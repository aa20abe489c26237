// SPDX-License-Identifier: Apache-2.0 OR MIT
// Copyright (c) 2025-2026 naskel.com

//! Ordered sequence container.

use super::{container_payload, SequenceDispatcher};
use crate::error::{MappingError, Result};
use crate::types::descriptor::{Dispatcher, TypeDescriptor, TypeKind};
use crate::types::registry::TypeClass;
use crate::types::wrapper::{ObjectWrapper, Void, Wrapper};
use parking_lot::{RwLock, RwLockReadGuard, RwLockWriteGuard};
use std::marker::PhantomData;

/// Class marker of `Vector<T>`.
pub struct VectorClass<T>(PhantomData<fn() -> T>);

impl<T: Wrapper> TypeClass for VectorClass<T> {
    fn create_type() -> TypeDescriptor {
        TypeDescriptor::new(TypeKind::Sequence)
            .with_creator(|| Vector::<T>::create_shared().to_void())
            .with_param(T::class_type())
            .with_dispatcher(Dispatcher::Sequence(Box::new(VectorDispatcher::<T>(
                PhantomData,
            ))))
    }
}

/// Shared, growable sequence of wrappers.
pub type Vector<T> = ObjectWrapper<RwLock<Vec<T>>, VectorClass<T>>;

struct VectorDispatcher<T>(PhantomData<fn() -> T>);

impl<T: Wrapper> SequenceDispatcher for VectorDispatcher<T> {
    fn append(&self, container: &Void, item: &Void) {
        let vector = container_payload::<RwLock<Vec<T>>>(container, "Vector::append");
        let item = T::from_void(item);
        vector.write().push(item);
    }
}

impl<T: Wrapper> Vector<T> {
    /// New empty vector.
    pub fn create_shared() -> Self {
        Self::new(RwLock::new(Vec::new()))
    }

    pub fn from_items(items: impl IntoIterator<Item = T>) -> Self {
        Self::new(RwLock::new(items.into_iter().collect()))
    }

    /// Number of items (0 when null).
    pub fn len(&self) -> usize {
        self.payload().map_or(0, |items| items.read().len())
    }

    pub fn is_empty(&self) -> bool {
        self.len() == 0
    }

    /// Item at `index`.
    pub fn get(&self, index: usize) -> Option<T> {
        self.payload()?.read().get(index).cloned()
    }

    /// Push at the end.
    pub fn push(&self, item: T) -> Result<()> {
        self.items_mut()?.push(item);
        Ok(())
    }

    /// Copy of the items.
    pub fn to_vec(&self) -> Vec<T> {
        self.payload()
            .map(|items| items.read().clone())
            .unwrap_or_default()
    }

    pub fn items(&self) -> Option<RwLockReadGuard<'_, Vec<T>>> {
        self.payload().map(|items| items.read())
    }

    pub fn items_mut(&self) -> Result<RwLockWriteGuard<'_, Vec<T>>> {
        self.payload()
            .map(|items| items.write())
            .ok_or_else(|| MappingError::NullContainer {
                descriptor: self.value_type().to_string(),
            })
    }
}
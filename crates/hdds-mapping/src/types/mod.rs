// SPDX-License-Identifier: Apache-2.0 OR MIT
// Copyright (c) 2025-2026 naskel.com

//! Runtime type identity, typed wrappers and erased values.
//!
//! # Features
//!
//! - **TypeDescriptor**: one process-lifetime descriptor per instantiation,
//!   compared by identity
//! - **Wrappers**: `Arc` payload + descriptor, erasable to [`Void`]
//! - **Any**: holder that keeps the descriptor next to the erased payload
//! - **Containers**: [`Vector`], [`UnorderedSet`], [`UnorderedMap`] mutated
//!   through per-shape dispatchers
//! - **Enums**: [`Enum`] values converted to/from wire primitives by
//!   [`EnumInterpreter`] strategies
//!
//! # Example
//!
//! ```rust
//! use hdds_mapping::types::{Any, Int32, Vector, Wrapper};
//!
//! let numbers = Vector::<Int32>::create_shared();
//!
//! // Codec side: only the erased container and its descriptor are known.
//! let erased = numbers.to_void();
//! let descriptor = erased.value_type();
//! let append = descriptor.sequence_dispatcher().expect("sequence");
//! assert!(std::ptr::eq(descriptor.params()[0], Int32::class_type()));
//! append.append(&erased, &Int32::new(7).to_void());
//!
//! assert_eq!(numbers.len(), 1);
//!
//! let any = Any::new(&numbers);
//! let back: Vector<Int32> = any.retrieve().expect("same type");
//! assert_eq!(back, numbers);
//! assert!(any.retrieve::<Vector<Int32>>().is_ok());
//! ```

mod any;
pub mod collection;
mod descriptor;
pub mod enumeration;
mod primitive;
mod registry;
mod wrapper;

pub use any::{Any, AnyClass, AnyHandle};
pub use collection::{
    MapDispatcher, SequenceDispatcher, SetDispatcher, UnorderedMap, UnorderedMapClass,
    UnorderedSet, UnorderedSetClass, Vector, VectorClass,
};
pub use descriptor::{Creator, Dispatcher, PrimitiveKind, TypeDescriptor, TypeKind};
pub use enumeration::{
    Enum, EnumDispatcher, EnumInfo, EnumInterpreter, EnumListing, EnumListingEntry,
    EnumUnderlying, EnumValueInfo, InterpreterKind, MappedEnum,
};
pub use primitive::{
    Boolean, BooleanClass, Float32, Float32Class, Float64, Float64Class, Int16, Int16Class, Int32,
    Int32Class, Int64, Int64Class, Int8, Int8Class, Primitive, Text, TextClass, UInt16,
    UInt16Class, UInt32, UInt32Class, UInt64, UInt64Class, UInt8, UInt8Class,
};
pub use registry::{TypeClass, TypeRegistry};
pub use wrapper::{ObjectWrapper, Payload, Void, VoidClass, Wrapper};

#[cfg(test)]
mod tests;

= Exercise brief =
Print the first line of the records above and each line after it, exactly, through the line with "fn append(&self, container: &Void, item: &Void)".

= Expected answer =
repository aa20abe489c26237
// SPDX-License-Identifier: Apache-2.0 OR MIT
// Copyright (c) 2025-2026 naskel.com

//! Ordered sequence container.

use super::{container_payload, SequenceDispatcher};
use crate::error::{MappingError, Result};
use crate::types::descriptor::{Dispatcher, TypeDescriptor, TypeKind};
use crate::types::registry::TypeClass;
use crate::types::wrapper::{ObjectWrapper, Void, Wrapper};
use parking_lot::{RwLock, RwLockReadGuard, RwLockWriteGuard};
use std::marker::PhantomData;

/// Class marker of `Vector<T>`.
pub struct VectorClass<T>(PhantomData<fn() -> T>);

impl<T: Wrapper> TypeClass for VectorClass<T> {
    fn create_type() -> TypeDescriptor {
        TypeDescriptor::new(TypeKind::Sequence)
            .with_creator(|| Vector::<T>::create_shared().to_void())
            .with_param(T::class_type())
            .with_dispatcher(Dispatcher::Sequence(Box::new(VectorDispatcher::<T>(
                PhantomData,
            ))))
    }
}

/// Shared, growable sequence of wrappers.
pub type Vector<T> = ObjectWrapper<RwLock<Vec<T>>, VectorClass<T>>;

struct VectorDispatcher<T>(PhantomData<fn() -> T>);

impl<T: Wrapper> SequenceDispatcher for VectorDispatcher<T> {
    fn append(&self, container: &Void, item: &Void) {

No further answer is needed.